*Exercise description*.
Below are the records; collect from them each line containing the string "usize".
Start of Extracted material
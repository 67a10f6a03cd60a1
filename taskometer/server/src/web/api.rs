use std::sync::Arc;

use axum::{
    Json, Router,
    extract::rejection::{JsonRejection, PathRejection},
    http::StatusCode,
    response::{IntoResponse, Response},
    routing::get,
};
use serde::{Deserialize, Serialize};
use taskometer_core::ValidationError;
use utoipa::{OpenApi, ToSchema};

use crate::web::AppState;

/// JSON body of every error response.
#[derive(Debug, Serialize, Deserialize, ToSchema)]
pub struct ErrorResponse {
    /// Human readable description of what went wrong
    error: String,
}

impl ErrorResponse {
    pub fn new(error: String) -> Self {
        Self { error }
    }
}

/// Error type for JSON API handlers.
///
/// Client mistakes map to `400 Bad Request` with a description. Everything else is a
/// `500` carrying only a fixed message; the underlying error is logged, never returned.
#[derive(Debug, thiserror::Error)]
pub enum ApiError {
    /// The body is not JSON, or was not sent as JSON.
    #[error("Invalid JSON format")]
    InvalidJson(#[source] JsonRejection),
    /// A required field is missing or has the wrong type or format.
    #[error("Missing or invalid attribute.")]
    InvalidAttribute,
    /// A path segment is not a well-formed identifier.
    #[error("Invalid identifier in path")]
    InvalidPath(#[source] PathRejection),
    /// The request is well-formed but describes an invalid object.
    #[error(transparent)]
    Validation(#[from] ValidationError),
    /// Storage or any other server-side failure.
    #[error("{message}")]
    Internal {
        message: &'static str,
        #[source]
        source: anyhow::Error,
    },
}

impl ApiError {
    pub fn internal(message: &'static str, source: impl Into<anyhow::Error>) -> Self {
        ApiError::Internal {
            message,
            source: source.into(),
        }
    }

    pub fn status_code(&self) -> StatusCode {
        match self {
            ApiError::Internal { .. } => StatusCode::INTERNAL_SERVER_ERROR,
            _ => StatusCode::BAD_REQUEST,
        }
    }
}

impl From<JsonRejection> for ApiError {
    fn from(rejection: JsonRejection) -> Self {
        match rejection {
            JsonRejection::JsonDataError(_) => ApiError::InvalidAttribute,
            other => ApiError::InvalidJson(other),
        }
    }
}

impl From<PathRejection> for ApiError {
    fn from(rejection: PathRejection) -> Self {
        ApiError::InvalidPath(rejection)
    }
}

impl IntoResponse for ApiError {
    fn into_response(self) -> Response {
        match &self {
            ApiError::Internal { message, source } => {
                tracing::error!("{}: {:#}", message, source);
            }
            other => tracing::debug!("Rejected request: {}", other),
        }

        (
            self.status_code(),
            Json(ErrorResponse::new(self.to_string())),
        )
            .into_response()
    }
}

#[derive(OpenApi)]
#[openapi(
    paths(
        crate::task_list::api::v1::create_task_list_handler,
        crate::task_list::api::v1::get_task_lists_handler,
        crate::task::api::v1::create_task_handler,
        crate::task::api::v1::get_tasks_handler,
        crate::task::api::v1::delete_task_handler,
    ),
    tags(
        (name = "Task lists", description = "Named groupings of tasks"),
        (name = "Tasks", description = "Tasks within a task list")
    )
)]
pub struct ApiDoc;

/// Handler for GET /api-docs/openapi.json - Returns the OpenAPI document for the JSON API.
pub async fn openapi_handler() -> Json<utoipa::openapi::OpenApi> {
    Json(ApiDoc::openapi())
}

/// Creates the routes for the JSON API endpoints.
pub fn create_api_router(state: Arc<AppState>) -> Router {
    let task_list_router = crate::task_list::api::v1::create_api_router(state.clone());
    let task_router = crate::task::api::v1::create_api_router(state);
    Router::new()
        .route("/api-docs/openapi.json", get(openapi_handler))
        .merge(task_list_router)
        .merge(task_router)
}
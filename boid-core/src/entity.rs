//! Entity store: flock boids and static obstacles.
//!
//! Identities are handed out from a single counter shared by both kinds of
//! entity and are never reused within one store.

use core::fmt;

#[cfg(feature = "std")]
use std::vec::Vec;

#[cfg(not(feature = "std"))]
use alloc::vec::Vec;

use crate::vector::Vector3D;

/// Stable identity of a boid or obstacle
#[derive(Debug, Clone, Copy, PartialEq, Eq, PartialOrd, Ord, Hash)]
pub struct EntityId(u64);

impl EntityId {
    pub fn new(id: u64) -> Self {
        EntityId(id)
    }

    pub fn raw(&self) -> u64 {
        self.0
    }
}

impl fmt::Display for EntityId {
    fn fmt(&self, f: &mut fmt::Formatter<'_>) -> fmt::Result {
        write!(f, "Entity({})", self.0)
    }
}

/// A single boid entity
#[derive(Debug, Clone, PartialEq)]
pub struct Boid {
    pub id: EntityId,
    pub position: Vector3D,
    pub velocity: Vector3D,
    /// Acceleration applied on the most recent step.
    pub acceleration: Vector3D,
}

impl Boid {
    pub fn new(id: EntityId, position: Vector3D, velocity: Vector3D) -> Self {
        Self {
            id,
            position,
            velocity,
            acceleration: Vector3D::zero(),
        }
    }

    pub fn speed(&self) -> f32 {
        self.velocity.magnitude()
    }
}

/// A static sphere that boids steer around
#[derive(Debug, Clone, Copy, PartialEq)]
pub struct Obstacle {
    pub id: EntityId,
    pub position: Vector3D,
    pub radius: f32,
}

impl Obstacle {
    pub fn new(id: EntityId, position: Vector3D, radius: f32) -> Self {
        Self {
            id,
            position,
            radius,
        }
    }
}

#[derive(Debug, Clone, Default)]
pub struct EntityStore {
    boids: Vec<Boid>,
    obstacles: Vec<Obstacle>,
    next_id: u64,
}

impl EntityStore {
    pub fn new() -> Self {
        Self::default()
    }

    fn allocate_id(&mut self) -> EntityId {
        let id = EntityId::new(self.next_id);
        self.next_id += 1;
        id
    }

    pub fn insert_boid(&mut self, position: Vector3D, velocity: Vector3D) -> EntityId {
        let id = self.allocate_id();
        self.boids.push(Boid::new(id, position, velocity));
        id
    }

    pub fn insert_obstacle(&mut self, position: Vector3D, radius: f32) -> EntityId {
        let id = self.allocate_id();
        self.obstacles.push(Obstacle::new(id, position, radius));
        id
    }

    /// Remove a boid, keeping the order of the rest. Returns `false` if `id` is unknown.
    pub fn remove_boid(&mut self, id: EntityId) -> bool {
        match self.boids.iter().position(|b| b.id == id) {
            Some(index) => {
                self.boids.remove(index);
                true
            }
            None => false,
        }
    }

    /// Remove an obstacle, keeping the order of the rest. Returns `false` if `id` is unknown.
    pub fn remove_obstacle(&mut self, id: EntityId) -> bool {
        match self.obstacles.iter().position(|o| o.id == id) {
            Some(index) => {
                self.obstacles.remove(index);
                true
            }
            None => false,
        }
    }

    pub fn boids(&self) -> &[Boid] {
        &self.boids
    }

    pub(crate) fn boids_mut(&mut self) -> &mut [Boid] {
        &mut self.boids
    }

    pub fn obstacles(&self) -> &[Obstacle] {
        &self.obstacles
    }

    pub fn boid(&self, id: EntityId) -> Option<&Boid> {
        self.boids.iter().find(|b| b.id == id)
    }

    pub fn obstacle(&self, id: EntityId) -> Option<&Obstacle> {
        self.obstacles.iter().find(|o| o.id == id)
    }

    pub fn boid_count(&self) -> usize {
        self.boids.len()
    }

    pub fn obstacle_count(&self) -> usize {
        self.obstacles.len()
    }

    /// Drop every entity. Identities keep counting up.
    pub fn clear(&mut self) {
        self.boids.clear();
        self.obstacles.clear();
    }
}
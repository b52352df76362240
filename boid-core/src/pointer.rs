//! Pointer projection.
//!
//! Raw pointer coordinates are viewport pixels: origin at the top-left corner,
//! x growing to the right and y growing downwards, over a viewport of
//! `viewport_width` x `viewport_height` (see [`PointerConfig`]). The viewport
//! is mapped onto the boundary's mid-depth plane, with the top edge of the
//! viewport at the top of the box:
//!
//! ```text
//! world = (px / vw * width, (1 - py / vh) * height, depth / 2)
//! ```
//!
//! A pointer outside the viewport, non-finite, or at exactly `(0, 0)` while
//! `ignore_origin` is set means there is no pointer this step.

use crate::boundary::Boundary;
use crate::config::PointerConfig;
use crate::vector::Vector3D;

/// Project a raw pointer position into the world, or `None` if it should be ignored.
pub fn project(
    pointer_x: f32,
    pointer_y: f32,
    config: &PointerConfig,
    boundary: &Boundary,
) -> Option<Vector3D> {
    if !(pointer_x.is_finite() && pointer_y.is_finite()) {
        return None;
    }
    if config.ignore_origin && pointer_x == 0.0 && pointer_y == 0.0 {
        return None;
    }

    let in_viewport = (0.0..=config.viewport_width).contains(&pointer_x)
        && (0.0..=config.viewport_height).contains(&pointer_y);
    if !in_viewport {
        return None;
    }

    let u = pointer_x / config.viewport_width;
    let v = pointer_y / config.viewport_height;
    Some(Vector3D::new(
        u * boundary.width(),
        (1.0 - v) * boundary.height(),
        boundary.depth() / 2.0,
    ))
}
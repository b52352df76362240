#![cfg_attr(not(feature = "std"), no_std)]

#[cfg(not(feature = "std"))]
extern crate alloc;

#[cfg(not(feature = "std"))]
use alloc::vec::Vec;

use serde::{Deserialize, Serialize};

/// Pointer position in viewport pixels, origin top-left, y pointing down
#[derive(Debug, Clone, Copy, Serialize, Deserialize, PartialEq)]
pub struct Position {
    pub x: f32,
    pub y: f32,
}

impl Position {
    pub fn new(x: f32, y: f32) -> Self {
        Self { x, y }
    }
}

/// Pointer input for the next frame
#[derive(Debug, Clone, Copy, Serialize, Deserialize, PartialEq)]
pub struct PointerUpdate {
    /// Optional pointer position (None means no pointer/free flying)
    pub position: Option<Position>,
}

impl PointerUpdate {
    /// Raw coordinates to hand to the simulation step. "No pointer" is sent as NaN,
    /// which the simulation ignores.
    pub fn coordinates(&self) -> (f32, f32) {
        match self.position {
            Some(p) => (p.x, p.y),
            None => (f32::NAN, f32::NAN),
        }
    }
}

/// Flocking simulation settings.
///
/// Every field is optional on the wire; missing ones take the default.
#[derive(Debug, Clone, Serialize, Deserialize, PartialEq)]
#[serde(default)]
pub struct BoidSettings {
    pub width: f32,
    pub height: f32,
    pub depth: f32,
    pub subdivision_count: usize,
    pub min_speed: f32,
    pub max_speed: f32,
    pub max_force: f32,
    pub separation_distance: f32,
    pub alignment_distance: f32,
    pub cohesion_distance: f32,
    pub separation_weight: f32,
    pub alignment_weight: f32,
    pub cohesion_weight: f32,
    pub obstacle_radius: f32,
    pub obstacle_margin: f32,
    pub obstacle_weight: f32,
    pub containment_margin: f32,
    pub containment_weight: f32,
    pub pointer_weight: f32,
    pub pointer_radius: f32,
    pub pointer_repel: bool,
    pub viewport_width: f32,
    pub viewport_height: f32,
}

impl Default for BoidSettings {
    fn default() -> Self {
        Self {
            width: 2000.0,
            height: 600.0,
            depth: 2000.0,
            subdivision_count: 4,
            min_speed: 1.0,
            max_speed: 6.0,
            max_force: 0.15,
            separation_distance: 30.0,
            alignment_distance: 80.0,
            cohesion_distance: 80.0,
            separation_weight: 1.5,
            alignment_weight: 1.0,
            cohesion_weight: 1.0,
            obstacle_radius: 50.0,
            obstacle_margin: 30.0,
            obstacle_weight: 8.0,
            containment_margin: 40.0,
            containment_weight: 8.0,
            pointer_weight: 2.0,
            pointer_radius: 600.0,
            pointer_repel: false,
            viewport_width: 1280.0,
            viewport_height: 720.0,
        }
    }
}

/// Settings update message, applied before `frame` is stepped.
///
/// The boundary extents in `settings` must match the running simulation.
#[derive(Debug, Clone, Serialize, Deserialize, PartialEq)]
pub struct SettingsUpdate {
    #[serde(default)]
    pub frame: u64,
    pub settings: BoidSettings,
}

/// One boid as a renderer sees it
#[derive(Debug, Clone, Copy, Serialize, Deserialize, PartialEq)]
pub struct EntitySnapshot {
    pub id: u64,
    pub position: [f32; 3],
    /// Unit heading, or zero for a boid at rest.
    pub heading: [f32; 3],
}

#[derive(Debug, Clone, Copy, Serialize, Deserialize, PartialEq)]
pub struct ObstacleSnapshot {
    pub id: u64,
    pub position: [f32; 3],
    pub radius: f32,
}

/// Everything needed to draw one frame
#[derive(Debug, Clone, Serialize, Deserialize, PartialEq)]
pub struct FrameSnapshot {
    pub frame: u64,
    /// World-space pointer target, if the pointer was active this frame.
    pub pointer: Option<[f32; 3]>,
    pub boids: Vec<EntitySnapshot>,
    pub obstacles: Vec<ObstacleSnapshot>,
}

#[cfg(feature = "std")]
impl FrameSnapshot {
    /// Serialize as a single JSON line (no trailing newline).
    pub fn to_json_line(&self) -> serde_json::Result<String> {
        serde_json::to_string(self)
    }
}

/// Summary of a simulation run
#[derive(Debug, Clone, Serialize, Deserialize, PartialEq)]
pub struct StatusResponse {
    pub boid_count: usize,
    pub obstacle_count: usize,
    pub frames: u64,
    pub fps: u32,
    pub target_active: bool,
    /// Settings updates applied during the run.
    pub settings_updates: usize,
}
End of Extracted material
*Solution to this exercise*.
    pub fn boid_count(&self) -> usize {
    pub fn obstacle_count(&self) -> usize {
    pub subdivision_count: usize,
    pub boid_count: usize,
    pub obstacle_count: usize,
    pub settings_updates: usize,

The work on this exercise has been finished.